Click here to go to the "Candidacy Inquiries" page. On it you will find all the information you need to discern your candidacy path and how to begin the process.

For any questions, contact The South East District Committee on Ordained Ministry  (dCOM) Registrar, Elizabeth Flynn

 

 Inquire 

 

I would like to explore ordination in the United Methodist Church. What should I do?

Pray about it! If you feel God leading you to explore ordination talk to your pastor. Ask lots of questions about what life as clergy is like. Ask for honesty, you don’t want a sugar-coated picture that isn’t realistic.

 

How long is the ordination process?

While it depends on which track you’re taking, most find the process to be longer than they thought it would be. The fact is the United Methodist Church takes great pride in ordaining women and men who are well prepared, well educated, and well trained. What some may see as “jumping through hoops” is really a carefully thought-out process that seeks to mature persons going through it. In general you are looking at several years, but again remember it all depends on your end goal.

 

What does it mean to call United Methodist clergy “Itinerant”?

The United Methodist church practices itinerancy, which means the church moves pastors every so often. While clergy are usually given a chance to provide their District Superintendent with input on a variety of factors, the Bishop and his/her Cabinet make the final decisions. Moves are generally within Conference, but that can still mean moving several hundred miles away.

 

How much are clergy paid?

The United Methodist Church goes to great lengths to provide its clergy with fair pay and benefits. In fact, the UMC continues to rank among the most generous of organizations in terms of benefits packages. Still, the fact is no one is going to get rich in any form of ministry, and that should be dealt with realistically up front.

 

If I’m a pastor do I automatically get to live in a Parsonage (church-owned home) for free?

No, not necessarily. Not every church owns a parsonage, though most do. When new appointments are made clergy are given the option of living in the church’s parsonage if one exists, but they do not have to if they would prefer not to. Contrary to popular belief, becoming a pastor does not mean automatic free housing. If a church does not own a parsonage and if their budget allows, the pastor will be given a housing allowance as part of their salary package.

 

I love to lead worship, to preach, and to do ministry with people. Is that enough to be a good pastor?

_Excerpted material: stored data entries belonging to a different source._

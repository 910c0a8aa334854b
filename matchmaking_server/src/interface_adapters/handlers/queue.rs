use crate::domain::{Player, PlayerId};
use crate::interface_adapters::handlers::{HandlerError, error_response, map_matchmaker_error};
use crate::interface_adapters::protocol::{
    QueueRequest, QueueResponse, QueueStatus, QueueStatusResponse, WithdrawResponse,
};
use crate::interface_adapters::state::AppState;
use crate::use_cases::{EnqueueOutcome, PlayerStatus};
use axum::{
    Json,
    extract::{Path, State},
    http::StatusCode,
};
use std::sync::Arc;

// Enqueue a player for matchmaking and attempt to match immediately.
pub async fn enqueue(
    State(state): State<Arc<AppState>>,
    Json(request): Json<QueueRequest>,
) -> Result<Json<QueueResponse>, HandlerError> {
    let player = Player::new(request.player_id, request.player_skill, request.region)
        .map_err(|err| map_matchmaker_error(err.into()))?;
    let player_id = player.id.clone();

    let outcome = state
        .matchmaker
        .enqueue(player)
        .await
        .map_err(map_matchmaker_error)?;

    let response = match outcome {
        EnqueueOutcome::Waiting { ticket_id, region } => QueueResponse {
            status: QueueStatus::Waiting,
            ticket_id: Some(ticket_id),
            match_id: None,
            opponent_id: None,
            region: region.to_string(),
        },
        EnqueueOutcome::Matched(record) => {
            let opponent_id = record
                .pairing
                .opponent_of(&player_id)
                .map(|opponent| opponent.id().to_string());
            let region = record.pairing.first.region().to_string();
            QueueResponse {
                status: QueueStatus::Matched,
                ticket_id: None,
                match_id: Some(record.match_id),
                opponent_id,
                region,
            }
        }
    };

    Ok(Json(response))
}

// Report whether a player is still waiting or has been matched.
pub async fn status(
    State(state): State<Arc<AppState>>,
    Path(player_id): Path<String>,
) -> Result<Json<QueueStatusResponse>, HandlerError> {
    let player_id = PlayerId::new(player_id);
    let status = state
        .matchmaker
        .status(player_id.clone())
        .await
        .map_err(map_matchmaker_error)?;

    match status {
        PlayerStatus::Waiting { waited, .. } => Ok(Json(QueueStatusResponse {
            status: QueueStatus::Waiting,
            waited_ms: Some(waited.as_millis() as u64),
            match_id: None,
            opponent_id: None,
            region: None,
        })),
        PlayerStatus::Matched(record) => {
            let opponent_id = record
                .pairing
                .opponent_of(&player_id)
                .map(|opponent| opponent.id().to_string());
            Ok(Json(QueueStatusResponse {
                status: QueueStatus::Matched,
                waited_ms: None,
                region: Some(record.pairing.first.region().to_string()),
                match_id: Some(record.match_id),
                opponent_id,
            }))
        }
        PlayerStatus::Unknown => Err(error_response(
            StatusCode::NOT_FOUND,
            "player is not queued",
        )),
    }
}

// Remove a player from the queue. Unknown or already matched ids are not an error.
pub async fn withdraw(
    State(state): State<Arc<AppState>>,
    Path(player_id): Path<String>,
) -> Result<Json<WithdrawResponse>, HandlerError> {
    let withdrawn = state
        .matchmaker
        .withdraw(PlayerId::new(player_id))
        .await
        .map_err(map_matchmaker_error)?;

    Ok(Json(WithdrawResponse { withdrawn }))
}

Those things are key to being an effective pastor, for sure. That said, in the United Methodist Church pastors are responsible for overseeing all administrative functions of their church too. With a good administrative staff that can be accomplished. The pastor must be attuned to all the workings of the church and find the staff and lay volunteers whose gifts and skills will help create a well running organization.